New year, new features in The Blue Room too! Free Friday newsletters will continue each week for everyone, but paid subscribers at any subscription level will receive two additional posts each month. In January I’ll be writing a personal reflection and an AMA (ask me anything–send me your questions!). Members and friends of Trinity Presbyterian in Herndon receive complimentary gift subscriptions upon request.
Longtime readers know I make a big deal out of the New Year. Part of it’s having an early January birthday; part of it is loving the freshness of starting anew. I’ve done it all: I’ve made resolutions (keeping them is another matter), I’ve set intentions (same), I’ve worked toward goals or habits, I’ve picked out a word for the year… I even wrote a workbook/playbook for several years, to help myself and my readers close the book on the previous year and turn with purpose toward the new one.

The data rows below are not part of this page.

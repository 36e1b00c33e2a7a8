//! Provider traits: connection creation and store-level services

use std::sync::Arc;

use crate::{DbConnection, EntityChange, MetadataWorkspace, Result, SaveError};

/// Invariant name reserved for connections that carry their own model metadata
pub const ENTITY_CLIENT_PROVIDER: &str = "EntityClient";

/// Table holding the model hash written by code-first initializers
pub const HISTORY_TABLE: &str = "__MigrationHistory";

/// Factory for raw connections of one provider
pub trait ProviderFactory: Send + Sync {
    /// Unique invariant name (e.g. "Sqlite")
    fn invariant_name(&self) -> &str;

    /// Create a new, closed connection with an empty connection string
    fn create_connection(&self) -> Result<Arc<dyn DbConnection>>;

    /// Store-level services for connections of this provider
    fn services(&self) -> Arc<dyn ProviderServices>;
}

/// Store-level operations used by database initializers and change processing.
///
/// Every method receives a connection created by the same provider.
pub trait ProviderServices: Send + Sync {
    /// Token describing the store version, recorded in model provider info
    fn manifest_token(&self, connection: &dyn DbConnection) -> Result<String>;

    fn database_exists(&self, connection: &dyn DbConnection) -> Result<bool>;

    /// Create the database and one table per entity set of the workspace
    fn create_database(
        &self,
        connection: &dyn DbConnection,
        workspace: &MetadataWorkspace,
    ) -> Result<()>;

    fn delete_database(&self, connection: &dyn DbConnection) -> Result<()>;

    fn table_exists(&self, connection: &dyn DbConnection, table: &str) -> Result<bool>;

    /// Read the model hash stored for a context key, if any
    fn read_model_hash(&self, connection: &dyn DbConnection, context_key: &str)
    -> Result<Option<String>>;

    fn write_model_hash(
        &self,
        connection: &dyn DbConnection,
        context_key: &str,
        hash: &str,
    ) -> Result<()>;

    /// Apply tracked changes and return the number of affected entries
    fn apply_changes(
        &self,
        connection: &dyn DbConnection,
        changes: &[EntityChange],
    ) -> std::result::Result<usize, SaveError>;
}
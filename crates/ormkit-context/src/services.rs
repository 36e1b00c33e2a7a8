//! Process-wide services shared by contexts
//!
//! Every context is created against a [`ContextServices`]. Contexts sharing
//! one share its model cache and its record of initialized databases, so
//! the services are normally created once per process, or taken from
//! [`ContextServices::global`].

use std::sync::{Arc, OnceLock};

use ormkit_connection::{ConnectionDependencies, ConnectionFactory};
use ormkit_core::AppConfig;
use ormkit_providers::ProviderRegistry;

use crate::{
    ChangeProcessor, ConventionModelPipeline, DefaultModelCacheKeyFactory, InitializationRegistry,
    InitializerResolver, ModelCache, ModelCacheKeyFactory, ModelPipeline, ProviderChangeProcessor,
};

static GLOBAL_SERVICES: OnceLock<Arc<ContextServices>> = OnceLock::new();

/// Registries, caches and extension points used by contexts
pub struct ContextServices {
    providers: Arc<ProviderRegistry>,
    connection_dependencies: ConnectionDependencies,
    model_cache: ModelCache,
    initialized_databases: InitializationRegistry,
    initializers: InitializerResolver,
    pipeline: Arc<dyn ModelPipeline>,
    cache_key_factory: Arc<dyn ModelCacheKeyFactory>,
    change_processor: Arc<dyn ChangeProcessor>,
    app_config: Arc<AppConfig>,
}

impl ContextServices {
    pub fn new(providers: Arc<ProviderRegistry>) -> Self {
        Self {
            connection_dependencies: ConnectionDependencies::new(providers.clone()),
            model_cache: ModelCache::new(),
            initialized_databases: InitializationRegistry::new(),
            initializers: InitializerResolver::new(),
            pipeline: Arc::new(ConventionModelPipeline::new()),
            cache_key_factory: Arc::new(DefaultModelCacheKeyFactory),
            change_processor: Arc::new(ProviderChangeProcessor::new(providers.clone())),
            app_config: Arc::new(AppConfig::default()),
            providers,
        }
    }

    /// Services shared by the whole process, with the built-in providers and
    /// an empty config
    pub fn global() -> Arc<ContextServices> {
        GLOBAL_SERVICES
            .get_or_init(|| {
                tracing::debug!("creating global context services");
                Arc::new(ContextServices::new(Arc::new(ProviderRegistry::with_defaults())))
            })
            .clone()
    }

    /// Config given to contexts created by name or connection string
    pub fn with_app_config(mut self, config: AppConfig) -> Self {
        self.app_config = Arc::new(config);
        self
    }

    pub fn with_pipeline(mut self, pipeline: Arc<dyn ModelPipeline>) -> Self {
        self.pipeline = pipeline;
        self
    }

    pub fn with_cache_key_factory(mut self, factory: Arc<dyn ModelCacheKeyFactory>) -> Self {
        self.cache_key_factory = factory;
        self
    }

    pub fn with_change_processor(mut self, processor: Arc<dyn ChangeProcessor>) -> Self {
        self.change_processor = processor;
        self
    }

    /// Connection factory for names that are not in the config
    pub fn with_default_connection_factory(mut self, factory: Arc<dyn ConnectionFactory>) -> Self {
        self.connection_dependencies = self
            .connection_dependencies
            .with_default_connection_factory(factory);
        self
    }

    pub fn providers(&self) -> &Arc<ProviderRegistry> {
        &self.providers
    }

    pub fn connection_dependencies(&self) -> &ConnectionDependencies {
        &self.connection_dependencies
    }

    pub fn model_cache(&self) -> &ModelCache {
        &self.model_cache
    }

    pub fn initialized_databases(&self) -> &InitializationRegistry {
        &self.initialized_databases
    }

    pub fn initializers(&self) -> &InitializerResolver {
        &self.initializers
    }

    pub fn pipeline(&self) -> &Arc<dyn ModelPipeline> {
        &self.pipeline
    }

    pub fn cache_key_factory(&self) -> &Arc<dyn ModelCacheKeyFactory> {
        &self.cache_key_factory
    }

    pub fn change_processor(&self) -> &Arc<dyn ChangeProcessor> {
        &self.change_processor
    }

    pub fn app_config(&self) -> &Arc<AppConfig> {
        &self.app_config
    }
}

impl Default for ContextServices {
    fn default() -> Self {
        Self::new(Arc::new(ProviderRegistry::with_defaults()))
    }
}

impl std::fmt::Debug for ContextServices {
    fn fmt(&self, f: &mut std::fmt::Formatter<'_>) -> std::fmt::Result {
        f.debug_struct("ContextServices")
            .field("providers", &self.providers.list())
            .field("model_cache", &self.model_cache)
            .field("initialized_databases", &self.initialized_databases)
            .field("initializers", &self.initializers)
            .finish_non_exhaustive()
    }
}
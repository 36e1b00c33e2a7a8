//! The user-facing context type that owns an internal context

use ormkit_core::{EntityChange, Result};

use crate::ModelBuilder;

/// Implemented by user context types.
///
/// A context type describes its model in [`DbContext::on_model_creating`];
/// the runtime calls it at most once per model cache key per process.
pub trait DbContext: Send + Sync + 'static {
    /// Configure the model. Runs after the namespace and container
    /// conventions have been applied to `builder`.
    fn on_model_creating(&self, _builder: &mut ModelBuilder) -> Result<()> {
        Ok(())
    }

    /// Schema reported to the model cache key, so that one context type can
    /// map to several schemas with a model per schema
    fn model_schema(&self) -> Option<String> {
        None
    }

    /// Validate a pending change before it is saved
    fn validate_entry(&self, _change: &EntityChange) -> Result<()> {
        Ok(())
    }
}
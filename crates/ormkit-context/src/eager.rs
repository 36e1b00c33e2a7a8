//! Internal context over an object context that already exists

use std::sync::Arc;

use ormkit_connection::{EagerInternalConnection, InternalConnection};
use ormkit_core::{CompiledModel, ContextType, OrmError, Result};

use crate::{
    ContextBase, ContextServices, DatabaseInitializer, DbContext, InternalContext, ObjectContext,
};

/// Wraps a caller-supplied [`ObjectContext`].
///
/// The context is initialized from the start and never runs a database
/// initializer. Its connection is the object context's connection, borrowed;
/// with `owned` set, disposing the context disposes the object context.
pub struct EagerInternalContext {
    base: ContextBase,
    object_context: Arc<ObjectContext>,
    owned: bool,
    internal_connection: Arc<dyn InternalConnection>,
}

impl EagerInternalContext {
    pub fn new<C: DbContext>(
        owner: Arc<C>,
        object_context: Arc<ObjectContext>,
        owned: bool,
        services: Arc<ContextServices>,
    ) -> Self {
        let internal_connection = Arc::new(EagerInternalConnection::new(
            object_context.connection().clone(),
            false,
            services.app_config().clone(),
        ));
        let context_type = ContextType::of::<C>();
        tracing::debug!(context = %context_type, owned, "created eager context");
        Self {
            base: ContextBase::new(owner, context_type, services),
            object_context,
            owned,
            internal_connection,
        }
    }

    pub fn is_object_context_owned(&self) -> bool {
        self.owned
    }
}

impl InternalContext for EagerInternalContext {
    fn base(&self) -> &ContextBase {
        &self.base
    }

    fn internal_connection(&self) -> Arc<dyn InternalConnection> {
        self.internal_connection.clone()
    }

    fn object_context_in_use(&self) -> Option<Arc<ObjectContext>> {
        Some(self.object_context.clone())
    }

    fn object_context_without_database_initialization(&self) -> Result<Arc<ObjectContext>> {
        self.check_not_disposed()?;
        Ok(self.object_context.clone())
    }

    fn code_first_model(&self) -> Result<Option<Arc<CompiledModel>>> {
        Ok(None)
    }

    fn initialize_context(&self) -> Result<()> {
        self.check_not_disposed()
    }

    fn initialize_database(&self) -> Result<()> {
        Ok(())
    }

    fn mark_database_not_initialized(&self) -> Result<()> {
        Ok(())
    }

    fn mark_database_initialized(&self) -> Result<()> {
        Ok(())
    }

    fn default_initializer(&self) -> Option<Arc<dyn DatabaseInitializer>> {
        None
    }

    fn override_connection(&self, _connection: Arc<dyn InternalConnection>) -> Result<()> {
        Err(OrmError::ConnectionReplacedAfterInitialization(
            self.context_type().database_name(),
        ))
    }

    fn lazy_loading_enabled(&self) -> bool {
        self.object_context.options().lazy_loading_enabled
    }

    fn set_lazy_loading_enabled(&self, enabled: bool) {
        self.object_context.set_lazy_loading_enabled(enabled);
    }

    fn proxy_creation_enabled(&self) -> bool {
        self.object_context.options().proxy_creation_enabled
    }

    fn set_proxy_creation_enabled(&self, enabled: bool) {
        self.object_context.set_proxy_creation_enabled(enabled);
    }

    fn dispose_context(&self) {
        if !self.base.mark_disposed() {
            return;
        }
        if self.owned {
            self.object_context.dispose();
        }
        tracing::debug!(context = %self.context_type(), owned = self.owned, "disposed eager context");
    }
}

impl std::fmt::Debug for EagerInternalContext {
    fn fmt(&self, f: &mut std::fmt::Formatter<'_>) -> std::fmt::Result {
        f.debug_struct("EagerInternalContext")
            .field("context_type", &self.context_type().database_name())
            .field("object_context", &self.object_context)
            .field("owned", &self.owned)
            .field("disposed", &self.is_disposed())
            .finish()
    }
}
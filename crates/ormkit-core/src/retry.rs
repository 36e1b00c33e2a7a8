//! Retry-on-failure one-time computations
//!
//! [`RetryLazy`] memoizes the first successful result of a factory and
//! [`RetryAction`] runs a side-effecting action until it succeeds once. Unlike
//! ordinary memoization a failed attempt is never cached: the error goes back
//! to the caller and the next call runs the factory or action again.
//!
//! Both types serialize callers on a lock scoped to the instance, so the
//! factory or action never runs concurrently with itself.

use std::cell::RefCell;
use std::sync::{Arc, OnceLock};

use parking_lot::ReentrantMutex;

use crate::{OrmError, Result};

type Factory<I, T> = Arc<dyn Fn(&I) -> Result<T> + Send + Sync>;
type Action<I> = Arc<dyn Fn(&I) -> Result<()> + Send + Sync>;

/// Puts a taken factory or action back into its slot unless disarmed.
///
/// Covers both an `Err` return and a panic unwinding out of user code.
struct Rearm<'a, F> {
    slot: &'a RefCell<Option<F>>,
    pending: Option<F>,
}

impl<'a, F> Rearm<'a, F> {
    fn new(slot: &'a RefCell<Option<F>>, pending: F) -> Self {
        Self {
            slot,
            pending: Some(pending),
        }
    }

    fn disarm(&mut self) {
        self.pending = None;
    }
}

impl<F> Drop for Rearm<'_, F> {
    fn drop(&mut self) {
        if let Some(pending) = self.pending.take() {
            *self.slot.borrow_mut() = Some(pending);
        }
    }
}

/// A lazily computed value whose factory is retried after failures.
///
/// The factory receives the input passed to [`RetryLazy::get_value`] so that
/// a retry can use fresh state (a new connection, for instance). Once a value
/// has been produced it is returned for every later call and the input is
/// ignored.
pub struct RetryLazy<I: ?Sized, T> {
    value: OnceLock<T>,
    factory: ReentrantMutex<RefCell<Option<Factory<I, T>>>>,
}

impl<I: ?Sized, T: Clone> RetryLazy<I, T> {
    /// Create a new lazy value from a factory
    pub fn new<F>(factory: F) -> Self
    where
        F: Fn(&I) -> Result<T> + Send + Sync + 'static,
    {
        Self {
            value: OnceLock::new(),
            factory: ReentrantMutex::new(RefCell::new(Some(Arc::new(factory)))),
        }
    }

    /// Get the value, running the factory if no attempt has succeeded yet.
    ///
    /// Returns [`OrmError::RecursiveLazyInitialization`] when called again
    /// from inside the factory on the same thread.
    pub fn get_value(&self, input: &I) -> Result<T> {
        if let Some(value) = self.value.get() {
            return Ok(value.clone());
        }

        let guard = self.factory.lock();
        if let Some(value) = self.value.get() {
            return Ok(value.clone());
        }

        let factory = guard
            .borrow_mut()
            .take()
            .ok_or(OrmError::RecursiveLazyInitialization)?;
        let mut rearm = Rearm::new(&guard, Arc::clone(&factory));

        let value = factory(input)?;
        rearm.disarm();

        let value = self.value.get_or_init(|| value).clone();
        Ok(value)
    }

    /// Whether a value has been produced
    pub fn is_value_created(&self) -> bool {
        self.value.get().is_some()
    }
}

impl<I: ?Sized, T: std::fmt::Debug> std::fmt::Debug for RetryLazy<I, T> {
    fn fmt(&self, f: &mut std::fmt::Formatter<'_>) -> std::fmt::Result {
        f.debug_struct("RetryLazy")
            .field("value", &self.value.get())
            .finish()
    }
}

/// A side-effecting action that runs once successfully and is retried after failures.
///
/// The lock is reentrant and the action is removed from the instance before it
/// runs: when the action itself calls [`RetryAction::perform_action`] on the
/// same instance from the same thread the nested call does nothing.
pub struct RetryAction<I: ?Sized> {
    action: ReentrantMutex<RefCell<Option<Action<I>>>>,
}

impl<I: ?Sized> RetryAction<I> {
    /// Create a new action
    pub fn new<F>(action: F) -> Self
    where
        F: Fn(&I) -> Result<()> + Send + Sync + 'static,
    {
        Self {
            action: ReentrantMutex::new(RefCell::new(Some(Arc::new(action)))),
        }
    }

    /// Run the action unless it has already succeeded
    pub fn perform_action(&self, input: &I) -> Result<()> {
        let guard = self.action.lock();
        let Some(action) = guard.borrow_mut().take() else {
            return Ok(());
        };
        let mut rearm = Rearm::new(&guard, Arc::clone(&action));

        action(input)?;
        rearm.disarm();
        Ok(())
    }

    /// Whether the action has completed successfully (or is currently running)
    pub fn is_performed(&self) -> bool {
        let guard = self.action.lock();
        let performed = guard.borrow().is_none();
        performed
    }
}

impl<I: ?Sized> std::fmt::Debug for RetryAction<I> {
    fn fmt(&self, f: &mut std::fmt::Formatter<'_>) -> std::fmt::Result {
        f.debug_struct("RetryAction").finish_non_exhaustive()
    }
}
//! Process-wide caches shared by every context of a [`ContextServices`](crate::ContextServices)
//!
//! Both maps hand out `Arc`ed lazies so the shard lock is released before a
//! model is built or a database is initialized. A failed build or
//! initialization leaves its entry in place to be retried.

use std::sync::Arc;

use dashmap::DashMap;
use ormkit_core::{CompiledModel, ModelCacheKey, ModelId, RetryAction, RetryLazy};

use crate::{InternalContext, LazyInternalContext};

/// Builds the model for a cache key, at most once successfully
pub type ModelFactory = RetryLazy<LazyInternalContext, Arc<CompiledModel>>;

/// Initializes a database, at most once successfully
pub type InitializationAction = RetryAction<dyn InternalContext>;

/// Compiled models keyed by context type and provider
#[derive(Default)]
pub struct ModelCache {
    entries: DashMap<ModelCacheKey, Arc<ModelFactory>>,
}

impl ModelCache {
    pub fn new() -> Self {
        Self::default()
    }

    /// The lazy model for `key`, inserting one built by `factory` if absent.
    ///
    /// `factory` only creates the lazy; the model itself is built on the
    /// first successful `get_value`.
    #[tracing::instrument(skip(self, factory), fields(context = %key.context_type(), provider = %key.provider_name()))]
    pub fn get_or_add(&self, key: ModelCacheKey, factory: impl FnOnce() -> ModelFactory) -> Arc<ModelFactory> {
        if let Some(existing) = self.entries.get(&key) {
            tracing::debug!(built = existing.is_value_created(), "model cache hit");
            return existing.value().clone();
        }

        tracing::debug!("model cache miss");
        self.entries
            .entry(key)
            .or_insert_with(|| Arc::new(factory()))
            .value()
            .clone()
    }

    pub fn get(&self, key: &ModelCacheKey) -> Option<Arc<ModelFactory>> {
        self.entries.get(key).map(|entry| entry.value().clone())
    }

    pub fn contains(&self, key: &ModelCacheKey) -> bool {
        self.entries.contains_key(key)
    }

    pub fn len(&self) -> usize {
        self.entries.len()
    }

    pub fn is_empty(&self) -> bool {
        self.entries.is_empty()
    }
}

impl std::fmt::Debug for ModelCache {
    fn fmt(&self, f: &mut std::fmt::Formatter<'_>) -> std::fmt::Result {
        f.debug_struct("ModelCache")
            .field("entries", &self.entries.len())
            .finish()
    }
}

/// Identifies an initialized database: the model and the connection it was
/// initialized through
#[derive(Debug, Clone, PartialEq, Eq, Hash)]
pub struct InitializationKey {
    pub model: Option<ModelId>,
    pub connection_key: String,
}

impl InitializationKey {
    pub fn new(model: Option<ModelId>, connection_key: impl Into<String>) -> Self {
        Self {
            model,
            connection_key: connection_key.into(),
        }
    }
}

/// Databases that have been, or are being, initialized in this process
#[derive(Default)]
pub struct InitializationRegistry {
    entries: DashMap<InitializationKey, Arc<InitializationAction>>,
}

impl InitializationRegistry {
    pub fn new() -> Self {
        Self::default()
    }

    /// The action registered for `key`, inserting one built by `factory` if absent
    #[tracing::instrument(skip(self, factory), fields(model = ?key.model, connection_key = %key.connection_key))]
    pub fn get_or_add(
        &self,
        key: InitializationKey,
        factory: impl FnOnce() -> InitializationAction,
    ) -> Arc<InitializationAction> {
        self.entries
            .entry(key)
            .or_insert_with(|| {
                tracing::debug!("registered initialization action");
                Arc::new(factory())
            })
            .value()
            .clone()
    }

    /// Forget `key` so that the next initialization runs again. An action
    /// already handed out keeps running.
    pub fn remove(&self, key: &InitializationKey) -> bool {
        let removed = self.entries.remove(key).is_some();
        if removed {
            tracing::debug!(model = ?key.model, connection_key = %key.connection_key, "database marked not initialized");
        }
        removed
    }

    pub fn contains(&self, key: &InitializationKey) -> bool {
        self.entries.contains_key(key)
    }

    /// Whether the action for `key` has completed successfully
    pub fn is_initialized(&self, key: &InitializationKey) -> bool {
        self.entries
            .get(key)
            .is_some_and(|entry| entry.value().is_performed())
    }

    pub fn len(&self) -> usize {
        self.entries.len()
    }

    pub fn is_empty(&self) -> bool {
        self.entries.is_empty()
    }
}

impl std::fmt::Debug for InitializationRegistry {
    fn fmt(&self, f: &mut std::fmt::Formatter<'_>) -> std::fmt::Result {
        f.debug_struct("InitializationRegistry")
            .field("entries", &self.entries.len())
            .finish()
    }
}
//! SQLite connection implementation

use std::any::Any;
use std::path::{Path, PathBuf};

use ormkit_core::{ConnectionState, ConnectionStringBuilder, DbConnection, OrmError, Result};
use parking_lot::Mutex;
use rusqlite::{Connection as RusqliteConnection, OpenFlags};

/// Invariant name of the SQLite provider
pub const SQLITE_PROVIDER: &str = "Sqlite";

const MEMORY_DATA_SOURCE: &str = ":memory:";

/// Keywords accepted for the database path, in lookup order
const DATA_SOURCE_KEYWORDS: [&str; 3] = ["Data Source", "DataSource", "Filename"];

struct Inner {
    connection_string: String,
    conn: Option<RusqliteConnection>,
    disposed: bool,
}

/// SQLite connection wrapper.
///
/// The connection string names the database file with `Data Source=<path>`;
/// `Data Source=:memory:` opens a private in-memory database whose contents
/// live only while the connection is open.
pub struct SqliteConnection {
    inner: Mutex<Inner>,
}

impl SqliteConnection {
    /// Create a closed connection with an empty connection string
    pub fn new() -> Self {
        Self {
            inner: Mutex::new(Inner {
                connection_string: String::new(),
                conn: None,
                disposed: false,
            }),
        }
    }

    /// Create a closed connection for a connection string
    pub fn with_connection_string(connection_string: &str) -> Result<Self> {
        let connection = Self::new();
        connection.set_connection_string(connection_string)?;
        Ok(connection)
    }

    /// Path of the database file, or `:memory:`
    pub fn data_source_path(&self) -> Result<String> {
        let connection_string = self.inner.lock().connection_string.clone();
        data_source_of(&connection_string)
    }

    pub fn is_in_memory(&self) -> bool {
        self.data_source_path()
            .is_ok_and(|path| path == MEMORY_DATA_SOURCE)
    }

    /// Whether the database file exists (an open in-memory database always exists)
    pub fn file_exists(&self) -> Result<bool> {
        let path = self.data_source_path()?;
        if path == MEMORY_DATA_SOURCE {
            return Ok(self.state() == ConnectionState::Open);
        }
        Ok(Path::new(&path).exists())
    }

    /// Run an operation against the database.
    ///
    /// Uses the open connection if there is one; otherwise a connection is
    /// opened for the duration of the call. With `create` unset, a missing
    /// database file is reported as an error instead of being created.
    pub fn with_connection<R>(
        &self,
        create: bool,
        operation: impl FnOnce(&RusqliteConnection) -> rusqlite::Result<R>,
    ) -> Result<R> {
        let inner = self.inner.lock();
        if inner.disposed {
            return Err(OrmError::ConnectionDisposed(inner.connection_string.clone()));
        }

        if let Some(conn) = inner.conn.as_ref() {
            return operation(conn).map_err(|e| OrmError::Provider(format!("SQLite error: {e}")));
        }

        let path = data_source_of(&inner.connection_string)?;
        drop(inner);

        let conn = open_database(&path, create)?;
        operation(&conn).map_err(|e| OrmError::Provider(format!("SQLite error: {e}")))
    }

    /// Remove the database file and its journal files
    pub(crate) fn delete_files(&self) -> Result<()> {
        let path = self.data_source_path()?;
        if path == MEMORY_DATA_SOURCE {
            return Ok(());
        }
        self.close()?;
        for suffix in ["", "-wal", "-shm", "-journal"] {
            let file = PathBuf::from(format!("{path}{suffix}"));
            if file.exists() {
                std::fs::remove_file(&file)?;
            }
        }
        tracing::info!(path = %path, "deleted SQLite database");
        Ok(())
    }
}

impl Default for SqliteConnection {
    fn default() -> Self {
        Self::new()
    }
}

fn data_source_of(connection_string: &str) -> Result<String> {
    let builder = ConnectionStringBuilder::parse(connection_string)?;
    DATA_SOURCE_KEYWORDS
        .iter()
        .find_map(|keyword| builder.get(keyword))
        .map(str::to_string)
        .filter(|path| !path.is_empty())
        .ok_or_else(|| {
            OrmError::InvalidConnectionString(format!(
                "SQLite connection string '{connection_string}' has no Data Source"
            ))
        })
}

fn open_database(path: &str, create: bool) -> Result<RusqliteConnection> {
    if path == MEMORY_DATA_SOURCE {
        return RusqliteConnection::open_in_memory().map_err(|e| {
            OrmError::Connection(format!("Failed to open in-memory database: {e}"))
        });
    }

    let mut flags = OpenFlags::SQLITE_OPEN_READ_WRITE | OpenFlags::SQLITE_OPEN_NO_MUTEX;
    if create {
        flags |= OpenFlags::SQLITE_OPEN_CREATE;
        if let Some(parent) = Path::new(path).parent()
            && !parent.as_os_str().is_empty()
            && !parent.exists()
        {
            return Err(OrmError::Connection(format!(
                "Parent directory does not exist: {}",
                parent.display()
            )));
        }
    }

    let conn = RusqliteConnection::open_with_flags(path, flags).map_err(|e| {
        OrmError::Connection(format!("Failed to open SQLite database at '{path}': {e}"))
    })?;
    conn.pragma_update(None, "foreign_keys", "ON")
        .map_err(|e| OrmError::Connection(format!("Failed to enable foreign keys: {e}")))?;
    Ok(conn)
}

impl DbConnection for SqliteConnection {
    fn provider_invariant_name(&self) -> &str {
        SQLITE_PROVIDER
    }

    fn type_name(&self) -> &str {
        "SqliteConnection"
    }

    fn connection_string(&self) -> String {
        self.inner.lock().connection_string.clone()
    }

    fn set_connection_string(&self, connection_string: &str) -> Result<()> {
        let mut inner = self.inner.lock();
        if inner.disposed {
            return Err(OrmError::ConnectionDisposed(inner.connection_string.clone()));
        }
        if inner.conn.is_some() {
            return Err(OrmError::Connection(
                "The connection string cannot be changed while the connection is open".into(),
            ));
        }
        ConnectionStringBuilder::parse(connection_string)?;
        inner.connection_string = connection_string.to_string();
        Ok(())
    }

    /// File stem of the database, `main` for in-memory databases
    fn database(&self) -> String {
        match self.data_source_path() {
            Ok(path) if path == MEMORY_DATA_SOURCE => "main".to_string(),
            Ok(path) => Path::new(&path)
                .file_stem()
                .map(|stem| stem.to_string_lossy().to_string())
                .unwrap_or_default(),
            Err(_) => String::new(),
        }
    }

    fn data_source(&self) -> String {
        self.data_source_path().unwrap_or_default()
    }

    fn state(&self) -> ConnectionState {
        if self.inner.lock().conn.is_some() {
            ConnectionState::Open
        } else {
            ConnectionState::Closed
        }
    }

    fn open(&self) -> Result<()> {
        let mut inner = self.inner.lock();
        if inner.disposed {
            return Err(OrmError::ConnectionDisposed(inner.connection_string.clone()));
        }
        if inner.conn.is_some() {
            return Ok(());
        }
        let path = data_source_of(&inner.connection_string)?;
        tracing::info!(path = %path, "opening SQLite database");
        inner.conn = Some(open_database(&path, true)?);
        Ok(())
    }

    fn close(&self) -> Result<()> {
        let conn = self.inner.lock().conn.take();
        if let Some(conn) = conn {
            tracing::debug!("closing SQLite connection");
            conn.close()
                .map_err(|(_, e)| OrmError::Connection(format!("Failed to close SQLite connection: {e}")))?;
        }
        Ok(())
    }

    fn dispose(&self) {
        let mut inner = self.inner.lock();
        if !inner.disposed {
            inner.conn = None;
            inner.disposed = true;
            tracing::debug!("disposed SQLite connection");
        }
    }

    fn is_disposed(&self) -> bool {
        self.inner.lock().disposed
    }

    fn as_any(&self) -> &dyn Any {
        self
    }
}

This year, though? This year, I’m not feeling drawn to any of those things. This year, I find myself viewing the whole enterprise with suspicion, as if capitalism itself has infiltrated our desire for vibrant and meaningful lives and turned that into something we must do, produce, or consume. Ahem:
This week, my therapist read me a reflection from Naomi Holdt, written about a year ago but perhaps as resonant now as it was then. She says in part:
No one I know began this year on a full tank… We crawled into 2022 still carrying shock, trauma, grief, heaviness, disbelief… The memories of a surreal existence.
And then it began… The fastest hurricane year we could ever have imagined. Whether we have consciously processed it or not, this has been a year of more pressure, more stress, and a race to “catch up” in all departments… Every. Single. One. Work, school, sports, relationships, life…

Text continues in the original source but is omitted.